Bruckner’s Third has always been a challenge, difficult to assess and interpret, and it has likely received the smallest number of ‘great’ recordings of any of the composer’s symphonies. As an early composition, its undoubted importance is that it introduces compositional principles that come into play in the composer’s later (and greater) symphonies, yet the work’s dedication to Wagner, and its designation as ‘A Wagner Symphony’, often proves confusing. While its orchestration and grandness of reach may pay a debt to Wagner, the structural core of the work still fundamentally derives from Beethoven and the lyrical style of Schubert. A further problem is all the different editions: this is a score where the inimitable Franz Schalk advised copious cuts and adjustments at the time of the original performance. While Eliahu Inbal, Bernard Haitink and Georg Tintner have explored earlier editions (1873 and 1877) with insight, Michael Sanderling conventionally opts for the third, and final, 1889 edition of the score, published by Leopold Nowak in 1959, which retains cuts in the finale.

The defining feature of Sanderling’s performance was his patience with Bruckner’s characteristic stop-go style, letting the work breathe, appreciating the beauty in the composer’s lyrical paragraphs, and allowing the huge climaxes to build out of a natural preexisting flow. In the first movement, there can be a temptation to push to climaxes too strongly. Sanderling made a considerable effort to scale down dynamics at points – to give the tremolos and ostinato figures time to register their mystery – and this decision let the orchestral peaks come forth with genuine breadth and nobility. The conducting always found telling musical space, keen detailing and a sense of architecture. The conductor’s assimilation of Ländler style also secured dividends in many places, cultivating a natural lyrical pacing and eloquence. A particularly fine, expressive string line distinguished the Adagio, finding moments of real tenderness, intimacy and beauty. In the Scherzo, one noted the idiomatic treatment of the rustic dance rhythms, with the notes in the phrases judiciously separated to create the appropriate rhythmic bounce; and again, in the finale, where power, urgency and the same piquant rustic charm mingle to great effect. There was absolutely no doubt about the sheer majesty of the work’s close, but it was the contrasting sense of lyrical intimacy and the conductor’s unerring pacing throughout the movement that made the final brass statements so commanding and spiritually uplifting.

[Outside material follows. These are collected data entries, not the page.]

//! Static command admission table.
//!
//! Maps every supported command name to the connection states it may be
//! issued from and its execution mode. This table is the sole source of
//! truth for command admissibility; commands not listed here cannot be
//! executed.

use crate::protocol::ConnectionState;

/// Execution mode of a command.
#[derive(Debug, Clone, Copy, PartialEq, Eq)]
pub enum ExecMode {
    /// Holds the pipeline exclusively for its duration.
    Sync,
    /// May run concurrently with other async commands whose
    /// untagged-response name differs.
    Async,
}

/// Admission entry for a command.
#[derive(Debug, Clone, Copy)]
pub struct CommandSpec {
    /// Canonical command name.
    pub name: &'static str,
    /// States the command may be issued from.
    pub valid_states: &'static [ConnectionState],
    /// Execution mode.
    pub mode: ExecMode,
}

impl CommandSpec {
    /// Returns `true` if the command may be issued from `state`.
    #[must_use]
    pub fn allows(&self, state: ConnectionState) -> bool {
        self.valid_states.contains(&state)
    }
}

use ConnectionState::{Auth, Logout, NonAuth, Selected};
use ExecMode::{Async, Sync};

const ANY: &[ConnectionState] = &[NonAuth, Auth, Logout, Selected];
const AUTHENTICATED: &[ConnectionState] = &[Auth, Selected];
const SELECTED: &[ConnectionState] = &[Selected];
const NON_AUTH: &[ConnectionState] = &[NonAuth];
const AUTH_ONLY: &[ConnectionState] = &[Auth];
const GREETED: &[ConnectionState] = &[NonAuth, Auth, Selected];

const fn entry(
    name: &'static str,
    valid_states: &'static [ConnectionState],
    mode: ExecMode,
) -> CommandSpec {
    CommandSpec {
        name,
        valid_states,
        mode,
    }
}

/// Looks up the admission entry for a command name (case-insensitive).
#[must_use]
pub fn command_spec(name: &str) -> Option<CommandSpec> {
    let spec = match name.to_ascii_uppercase().as_str() {
        "APPEND" => entry("APPEND", AUTHENTICATED, Sync),
        "AUTHENTICATE" => entry("AUTHENTICATE", NON_AUTH, Sync),
        "CAPABILITY" => entry("CAPABILITY", GREETED, Async),
        "CHECK" => entry("CHECK", SELECTED, Async),
        "CLOSE" => entry("CLOSE", SELECTED, Sync),
        "COMPRESS" => entry("COMPRESS", AUTH_ONLY, Sync),
        "COPY" => entry("COPY", SELECTED, Async),
        "CREATE" => entry("CREATE", AUTHENTICATED, Async),
        "DELETE" => entry("DELETE", AUTHENTICATED, Async),
        "DELETEACL" => entry("DELETEACL", AUTHENTICATED, Async),
        "ENABLE" => entry("ENABLE", AUTH_ONLY, Sync),
        "EXAMINE" => entry("EXAMINE", AUTHENTICATED, Sync),
        "EXPUNGE" => entry("EXPUNGE", SELECTED, Async),
        "FETCH" => entry("FETCH", SELECTED, Async),
        "GETACL" => entry("GETACL", AUTHENTICATED, Async),
        "GETQUOTA" => entry("GETQUOTA", AUTHENTICATED, Async),
        "GETQUOTAROOT" => entry("GETQUOTAROOT", AUTHENTICATED, Async),
        "ID" => entry("ID", ANY, Async),
        "IDLE" => entry("IDLE", SELECTED, Sync),
        "LIST" => entry("LIST", AUTHENTICATED, Async),
        "LOGIN" => entry("LOGIN", NON_AUTH, Sync),
        "LOGOUT" => entry("LOGOUT", ANY, Sync),
        "LSUB" => entry("LSUB", AUTHENTICATED, Async),
        "MYRIGHTS" => entry("MYRIGHTS", AUTHENTICATED, Async),
        "MOVE" => entry("MOVE", SELECTED, Sync),
        "NAMESPACE" => entry("NAMESPACE", AUTHENTICATED, Async),
        "NOOP" => entry("NOOP", GREETED, Async),
        "RENAME" => entry("RENAME", AUTHENTICATED, Async),
        "SEARCH" => entry("SEARCH", SELECTED, Async),
        "SELECT" => entry("SELECT", AUTHENTICATED, Sync),
        "SETACL" => entry("SETACL", AUTHENTICATED, Sync),
        "SETQUOTA" => entry("SETQUOTA", AUTHENTICATED, Sync),
        "SORT" => entry("SORT", SELECTED, Async),
        "STARTTLS" => entry("STARTTLS", NON_AUTH, Sync),
        "STATUS" => entry("STATUS", AUTHENTICATED, Async),
        "STORE" => entry("STORE", SELECTED, Async),
        "SUBSCRIBE" => entry("SUBSCRIBE", AUTHENTICATED, Sync),
        "THREAD" => entry("THREAD", SELECTED, Async),
        "UID" => entry("UID", SELECTED, Async),
        "UNSUBSCRIBE" => entry("UNSUBSCRIBE", AUTHENTICATED, Sync),
        _ => return None,
    };
    Some(spec)
}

The work ended with the feeling that any worthy Bruckner performance must achieve: the resolution of a long and complex journey, cohering in an almost indescribable way and manifesting a surpassing spiritual strength and glow. At least, that is the feeling I had, and it has been a while since I followed a Brucknerian narrative with as much concentration. This was a most sensitive and compelling reading from a conductor fully absorbed in his understanding and love of this composer. There can be no higher compliment than that.

The orchestra outdid itself in most departments. The upper strings always displayed a fine expressive pliability and sheen, and I was quite taken with the talents of the (separated) second violins; the lower strings were rhythmically astute and provided an eloquent, warm anchor to the sound. The winds were more dynamically sensitive than usual, and the brass, though not Vienna strong, made their mark as a fully cooperative and balanced team that listened to each other. The ensemble always marshalled appropriate strength in the climaxes, but it was the orchestra’s overall cohesion and tonal blend that impressed as much.

It would be remiss to not mention Mendelssohn’s First Piano Concerto, performed before the Bruckner by the young French pianist David Fray, a noted Bach exponent and winner of the Second Grand Prize at the 2004 Montreal International Music Competition. Unfortunately, this performance was somewhat less than finished: Fray’s pianism displayed fine athletic fervour but seemed unsettled and unshaped at points, not fully finding the pristine sparkle and point that the work needs. The occasion of this evening was the Bruckner.